## Exercise prompt
Among the records below, find each line bearing the word "usize" and copy it.

Saved data entries
--------
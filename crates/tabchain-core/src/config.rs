//! Chain configuration
//!
//! Per-stage sampling options plus the strategies and policies the Driver,
//! Planner and apply stages consult. Everything is serde so the CLI can load
//! a JSON file and override single fields from flags.

use crate::generator::GenerationOptions;
use crate::state_machine::Operation;
use serde::{Deserialize, Serialize};
use std::fmt;
use std::str::FromStr;

/// How the Planner turns sampled plans into one decision
#[derive(Debug, Clone, Copy, Default, PartialEq, Eq, Serialize, Deserialize)]
#[serde(rename_all = "snake_case")]
pub enum PlanStrategy {
    /// First completion only
    #[default]
    Top,
    /// Sum confidence per operation over all completions
    Voting,
}

impl FromStr for PlanStrategy {
    type Err = String;

    fn from_str(s: &str) -> Result<Self, Self::Err> {
        match s.trim().to_ascii_lowercase().as_str() {
            "top" => Ok(Self::Top),
            "voting" => Ok(Self::Voting),
            other => Err(format!("unknown plan strategy: {other}")),
        }
    }
}

impl fmt::Display for PlanStrategy {
    fn fmt(&self, f: &mut fmt::Formatter<'_>) -> fmt::Result {
        match self {
            Self::Top => f.write_str("top"),
            Self::Voting => f.write_str("voting"),
        }
    }
}

/// How final-query answers become a verdict
#[derive(Debug, Clone, Copy, Default, PartialEq, Eq, Serialize, Deserialize)]
#[serde(rename_all = "snake_case")]
pub enum VerdictStrategy {
    /// Highest single-completion confidence
    #[default]
    Top,
    /// Confidence summed per normalized answer
    Weighted,
}

/// Which sort candidates the apply stage may commit
#[derive(Debug, Clone, Copy, Default, PartialEq, Eq, Serialize, Deserialize)]
#[serde(rename_all = "snake_case")]
pub enum SortFilter {
    /// Only numeric-typed candidates; others degrade to skip
    #[default]
    OnlyNumeric,
    /// Any datatype the propose stage accepted
    Any,
}

/// Apply-stage policy knobs
#[derive(Debug, Clone, Copy, PartialEq, Eq, Serialize, Deserialize)]
pub struct ApplyPolicy {
    /// Candidate sets unioned by row and column selection
    pub union_top_k: usize,
    /// Sort datatype filter
    pub sort_filter: SortFilter,
}

impl Default for ApplyPolicy {
    fn default() -> Self {
        Self {
            union_top_k: 2,
            sort_filter: SortFilter::OnlyNumeric,
        }
    }
}

/// Full configuration of one chain run
#[derive(Debug, Clone, PartialEq, Serialize, Deserialize)]
#[serde(default)]
pub struct ChainConfig {
    /// Planner sampling
    pub planner: GenerationOptions,
    /// Add-column proposal and follow-ups
    pub add_column: GenerationOptions,
    /// Row selection sampling
    pub select_row: GenerationOptions,
    /// Column selection sampling
    pub select_column: GenerationOptions,
    /// Group-by sampling
    pub group_column: GenerationOptions,
    /// Sort-by sampling
    pub sort_column: GenerationOptions,
    /// Final query sampling
    pub final_query: GenerationOptions,
    /// Planner aggregation
    pub plan_strategy: PlanStrategy,
    /// Verdict aggregation
    pub verdict_strategy: VerdictStrategy,
    /// Hard cap on operations per task
    pub max_steps: usize,
    /// Apply-stage policy
    pub apply: ApplyPolicy,
    /// Include few-shot exemplars in the final query
    pub final_query_demos: bool,
}

impl Default for ChainConfig {
    fn default() -> Self {
        Self {
            planner: GenerationOptions::greedy(200),
            add_column: GenerationOptions::greedy(150),
            select_row: GenerationOptions::greedy(150).sampled(0.5, 8),
            select_column: GenerationOptions::greedy(150).sampled(0.5, 8),
            group_column: GenerationOptions::greedy(150),
            sort_column: GenerationOptions::greedy(150),
            final_query: GenerationOptions::greedy(200),
            plan_strategy: PlanStrategy::Top,
            verdict_strategy: VerdictStrategy::Top,
            max_steps: Operation::ALL.len(),
            apply: ApplyPolicy::default(),
            final_query_demos: true,
        }
    }
}

impl ChainConfig {
    /// Sampling options of one operation
    #[must_use]
    pub fn options_for(&self, operation: Operation) -> &GenerationOptions {
        match operation {
            Operation::AddColumn => &self.add_column,
            Operation::SelectRow => &self.select_row,
            Operation::SelectColumn => &self.select_column,
            Operation::GroupColumn => &self.group_column,
            Operation::SortColumn => &self.sort_column,
        }
    }

    /// With planner strategy
    #[inline]
    #[must_use]
    pub fn with_plan_strategy(mut self, strategy: PlanStrategy) -> Self {
        self.plan_strategy = strategy;
        self
    }

    /// With verdict strategy
    #[inline]
    #[must_use]
    pub fn with_verdict_strategy(mut self, strategy: VerdictStrategy) -> Self {
        self.verdict_strategy = strategy;
        self
    }

    /// With step cap
    #[inline]
    #[must_use]
    pub fn with_max_steps(mut self, max_steps: usize) -> Self {
        self.max_steps = max_steps;
        self
    }

    /// With apply policy
    #[inline]
    #[must_use]
    pub fn with_apply_policy(mut self, apply: ApplyPolicy) -> Self {
        self.apply = apply;
        self
    }

    /// With or without final-query exemplars
    #[inline]
    #[must_use]
    pub fn with_final_query_demos(mut self, enabled: bool) -> Self {
        self.final_query_demos = enabled;
        self
    }
}

#[cfg(test)]
mod tests {
    use super::*;

    #[test]
    fn defaults_match_stage_table() {
        let config = ChainConfig::default();
        assert_eq!(config.select_row.sample_count, 8);
        assert!((config.select_column.temperature - 0.5).abs() < f32::EPSILON);
        assert_eq!(config.sort_column.sample_count, 1);
        assert_eq!(config.planner.max_output_tokens, 200);
        assert_eq!(config.max_steps, 5);
        assert_eq!(config.apply.union_top_k, 2);
    }

    #[test]
    fn partial_json_fills_defaults() {
        let config: ChainConfig =
            serde_json::from_str(r#"{"plan_strategy":"voting","max_steps":3}"#).unwrap();
        assert_eq!(config.plan_strategy, PlanStrategy::Voting);
        assert_eq!(config.max_steps, 3);
        assert_eq!(config.apply, ApplyPolicy::default());
    }

    #[test]
    fn partial_stage_options_fill_defaults() {
        let config: ChainConfig =
            serde_json::from_str(r#"{"planner":{"temperature":0.2}}"#).unwrap();
        let defaults = GenerationOptions::default();

        assert!((config.planner.temperature - 0.2).abs() < f32::EPSILON);
        assert_eq!(config.planner.max_output_tokens, defaults.max_output_tokens);
        assert_eq!(config.planner.sample_count, defaults.sample_count);
        assert_eq!(config.planner.stop, None);
        assert_eq!(config.select_row, ChainConfig::default().select_row);
    }

    #[test]
    fn plan_strategy_from_str() {
        assert_eq!("Voting".parse::<PlanStrategy>(), Ok(PlanStrategy::Voting));
        assert!("best".parse::<PlanStrategy>().is_err());
    }
}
--------
## Exercise result
    pub union_top_k: usize,
    pub max_steps: usize,
    pub fn with_max_steps(mut self, max_steps: usize) -> Self {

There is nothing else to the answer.